On a balmy December Sunday afternoon in 2010, Ed Norris, former Baltimore Police Commissioner, is flying back to Charm City after witnessing the Tampa Bay Buccaneers 23-20 loss to the vastly improved Detroit Lions. As Norris places his carry-on onto the conveyor belt to get through airport security, a TSA employee, an older man, asks him if he’s willing to walk into the open-ended stainless steel cylinder, raise his arms in surrender, and submit to a body scan. Norris knows it’ll delay him but he refuses. “I’m not breakin’ your balls. I was on the job for over 20 years,” Norris tells the man, “I won’t do the scan.” After the pat down and crotch rub, the TSA clears him.
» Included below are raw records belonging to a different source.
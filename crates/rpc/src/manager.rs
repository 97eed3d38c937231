use crate::{id::next_subscription_id, FilterError};
use filament_primitives::{Block, Receipt, ShardId, B256, U256};
use filament_rpc_types::{FilterId, FilterQuery, MetaLog};
use filament_storage::{Store, StoreError, StoreReader};
use filament_tasks::{signal, Shutdown, Signal};
use std::{collections::HashMap, sync::Arc, time::Duration};
use tokio::{
    sync::{mpsc, Mutex},
    task::JoinHandle,
    time::MissedTickBehavior,
};
use tracing::warn;

/// Capacity of every filter and block-listener delivery queue.
pub const DELIVERY_QUEUE_CAPACITY: usize = 100;

/// Default interval between chain tip polls.
const DEFAULT_POLL_INTERVAL: Duration = Duration::from_millis(200);

/// Configuration for a [`FiltersManager`].
#[derive(Debug, Clone)]
pub struct FiltersConfig {
    /// Interval between chain tip polls.
    pub poll_interval: Duration,
    /// Whether to spawn the background polling loop.
    ///
    /// Disabled by deterministic tests that drive discovery through
    /// [`FiltersManager::poll_once`] instead.
    pub poll_enabled: bool,
}

impl Default for FiltersConfig {
    fn default() -> Self {
        Self { poll_interval: DEFAULT_POLL_INTERVAL, poll_enabled: true }
    }
}

/// Manages log filters and block listeners over one shard chain.
///
/// A background polling loop discovers newly committed blocks by reading the
/// shard's tip hash and walking parent-hash links back to the previously
/// observed tip. Each discovered block is fanned out to every block listener
/// (non-blocking, dropped if the listener's queue is full) and matched
/// against every installed filter (blocking delivery: a full filter queue
/// stalls the whole tick until its consumer drains).
///
/// One manager instance serves exactly one shard; multi-shard nodes run one
/// manager per shard.
pub struct FiltersManager<S> {
    inner: Arc<ManagerInner<S>>,
}

impl<S> Clone for FiltersManager<S> {
    fn clone(&self) -> Self {
        Self { inner: Arc::clone(&self.inner) }
    }
}

struct ManagerInner<S> {
    store: S,
    shard: ShardId,
    /// Filter map, listener map and chain cursor form one aggregate: no
    /// operation mutates any of them without this lock.
    registry: Mutex<Registry>,
    poll_task: parking_lot::Mutex<Option<PollTask>>,
}

#[derive(Default)]
struct Registry {
    filters: HashMap<FilterId, ActiveFilter>,
    block_subs: HashMap<FilterId, mpsc::Sender<Block>>,
    /// Chain cursor: hash of the newest block already processed. Starts at
    /// the zero hash and only ever advances to a tip hash returned by the
    /// store.
    last_hash: B256,
}

struct ActiveFilter {
    query: FilterQuery,
    tx: mpsc::Sender<MetaLog>,
}

struct PollTask {
    signal: Signal,
    handle: JoinHandle<()>,
}

impl<S: Store> FiltersManager<S> {
    /// Creates a new manager for the given shard and, unless disabled,
    /// spawns its polling loop.
    ///
    /// Must be called within a tokio runtime.
    pub fn new(store: S, shard: ShardId, config: FiltersConfig) -> Self {
        let inner = Arc::new(ManagerInner {
            store,
            shard,
            registry: Mutex::new(Registry::default()),
            poll_task: parking_lot::Mutex::new(None),
        });
        let this = Self { inner };

        if config.poll_enabled {
            let (signal, shutdown) = signal();
            let manager = this.clone();
            let interval = config.poll_interval;
            let handle = tokio::spawn(async move { manager.poll_loop(interval, shutdown).await });
            *this.inner.poll_task.lock() = Some(PollTask { signal, handle });
        }

        this
    }

    /// The shard this manager tails.
    pub fn shard(&self) -> ShardId {
        self.inner.shard
    }

    /// Stops the polling loop and waits for it to exit.
    ///
    /// Installed filters and listeners are not removed; their forwarding
    /// consumers end when the corresponding removal call closes the queue.
    pub async fn shutdown(&self) {
        let task = self.inner.poll_task.lock().take();
        if let Some(PollTask { signal, handle }) = task {
            signal.fire();
            let _ = handle.await;
        }
    }

    /// Installs a new log filter and returns its id together with the
    /// receiving end of its delivery queue.
    ///
    /// If the query carries a range field the historical range is scanned
    /// synchronously while the registry lock is held, so the queue is
    /// already populated with historical matches on return. A store error
    /// during that scan surfaces here and the filter is not installed.
    pub async fn new_filter(
        &self,
        query: FilterQuery,
    ) -> Result<(FilterId, mpsc::Receiver<MetaLog>), FilterError> {
        query.validate()?;

        let id = next_subscription_id();
        let (tx, rx) = mpsc::channel(DELIVERY_QUEUE_CAPACITY);

        let mut registry = self.inner.registry.lock().await;
        if query.from_block.is_some() || query.to_block.is_some() {
            self.scan_range(&query, &tx).await?;
        }
        registry.filters.insert(id.clone(), ActiveFilter { query, tx });
        drop(registry);

        Ok((id, rx))
    }

    /// Removes a log filter, closing its delivery queue.
    ///
    /// Returns whether the filter existed. The queue is closed under the
    /// registry lock, so a concurrent polling tick can never deliver into a
    /// filter that is already uninstalled.
    pub async fn remove_filter(&self, id: &FilterId) -> bool {
        self.inner.registry.lock().await.filters.remove(id).is_some()
    }

    /// Registers a listener that receives every newly discovered block.
    ///
    /// Listeners are tail-only: there is no historical backfill. Delivery is
    /// best-effort; blocks are dropped for a listener whose queue is full.
    pub async fn add_block_listener(&self) -> (FilterId, mpsc::Receiver<Block>) {
        let id = next_subscription_id();
        let (tx, rx) = mpsc::channel(DELIVERY_QUEUE_CAPACITY);
        self.inner.registry.lock().await.block_subs.insert(id.clone(), tx);
        (id, rx)
    }

    /// Removes a block listener, closing its delivery queue. Returns whether
    /// it existed.
    pub async fn remove_block_listener(&self, id: &FilterId) -> bool {
        self.inner.registry.lock().await.block_subs.remove(id).is_some()
    }

    async fn poll_loop(&self, interval: Duration, mut shutdown: Shutdown) {
        let mut ticker = tokio::time::interval_at(tokio::time::Instant::now() + interval, interval);
        ticker.set_missed_tick_behavior(MissedTickBehavior::Delay);
        loop {
            tokio::select! {
                _ = &mut shutdown => return,
                _ = ticker.tick() => {}
            }
            self.poll_once().await;
        }
    }

    /// Runs one block discovery pass.
    ///
    /// Reads the shard's tip hash and, if it moved, walks parent-hash links
    /// newest to oldest until the previous cursor position (or genesis),
    /// delivering every walked block. Newly discovered blocks therefore
    /// reach listeners and filters in descending height order within one
    /// pass. Any read failure abandons the pass without advancing the
    /// cursor; the same gap is retried on the next tick.
    pub async fn poll_once(&self) {
        let tip = match self.tip_hash() {
            Ok(tip) => tip,
            Err(err) => {
                if !err.is_not_found() {
                    warn!(target: "rpc::eth::filter", %err, "failed to read chain tip");
                }
                return;
            }
        };

        let mut registry = self.inner.registry.lock().await;
        if registry.last_hash == tip {
            return;
        }

        let mut curr = tip;
        while curr != registry.last_hash {
            let (block, receipts) = match self.block_with_receipts(curr) {
                Ok(read) => read,
                Err(err) => {
                    warn!(
                        target: "rpc::eth::filter",
                        %err,
                        hash = %curr,
                        "block walk failed, retrying next tick"
                    );
                    return;
                }
            };

            for listener in registry.block_subs.values() {
                // A slow or disconnected listener must never stall the loop.
                let _ = listener.try_send(block.clone());
            }
            Self::process(&registry, &block, &receipts).await;

            curr = block.parent_hash;
            if curr == B256::ZERO {
                break;
            }
        }
        registry.last_hash = tip;
    }

    /// Matches one block's receipts against every installed filter.
    ///
    /// Filter delivery blocks on a full queue, stalling the caller until the
    /// slow consumer drains or the filter is removed.
    async fn process(registry: &Registry, block: &Block, receipts: &[Receipt]) {
        for filter in registry.filters.values() {
            Self::process_filter(filter, block, receipts).await;
        }
    }

    async fn process_filter(filter: &ActiveFilter, block: &Block, receipts: &[Receipt]) {
        if let Some(to_block) = filter.query.to_block {
            if U256::from(block.number) > to_block {
                return;
            }
        }
        for receipt in receipts {
            for log in &receipt.logs {
                if filter.query.matches(receipt.contract_address, log) {
                    let meta = MetaLog { log: log.clone(), block_number: block.number };
                    let _ = filter.tx.send(meta).await;
                }
            }
        }
    }

    /// Scans `[from_block, to_block]` against the store once, pushing every
    /// match into the new filter's queue in ascending block order.
    async fn scan_range(
        &self,
        query: &FilterQuery,
        tx: &mpsc::Sender<MetaLog>,
    ) -> Result<(), StoreError> {
        let reader = self.inner.store.reader()?;

        let from = query.from_block.map(block_number_of).unwrap_or(0);
        let to = match query.to_block {
            Some(to_block) => block_number_of(to_block),
            None => reader.latest_block(self.inner.shard)?.number,
        };

        for number in from..=to {
            let block = reader.block_by_number(self.inner.shard, number)?;
            let receipts = reader.receipts_by_root(block.receipts_root)?;
            for receipt in &receipts {
                for log in &receipt.logs {
                    if query.matches(receipt.contract_address, log) {
                        let meta = MetaLog { log: log.clone(), block_number: block.number };
                        let _ = tx.send(meta).await;
                    }
                }
            }
        }
        Ok(())
    }

    fn tip_hash(&self) -> Result<B256, StoreError> {
        self.inner.store.reader()?.tip_hash(self.inner.shard)
    }

    fn block_with_receipts(&self, hash: B256) -> Result<(Block, Vec<Receipt>), StoreError> {
        let reader = self.inner.store.reader()?;
        let block = reader.block_by_hash(self.inner.shard, hash)?;
        let receipts = reader.receipts_by_root(block.receipts_root)?;
        Ok((block, receipts))
    }
}

fn block_number_of(value: U256) -> u64 {
    u64::try_from(value).unwrap_or(u64::MAX)
}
He stops to eat at Sam Snead’s Tavern. The waitress brings a five-inch serrated steak knife with his dinner. He almost can’t believe it. I just went through security, he thinks, and now I’m given a knife. I could slip it into my carry-on and take it as a weapon onto the plane. So what are we doin’? Are we takin’ this seriously or are we puttin’ on theatre for people? The TSA’s a colossal waste of money; Al-Qaeda’s probably through with aviation. They could just go to a WalMart, buy ten rifles and open up on school yards around America. It’d shut the country down.

On weekdays, Norris spends his mornings under headphones anchored to the console of one of the tomb-like studios of 105.7-FM The Fan. He’s 50 years old and stands only 5’9”, but his shaved head and bulky mass, squeezed within a compact frame creates an intimidating impression, the sense that he could lift you by the collar and toss you through a wall.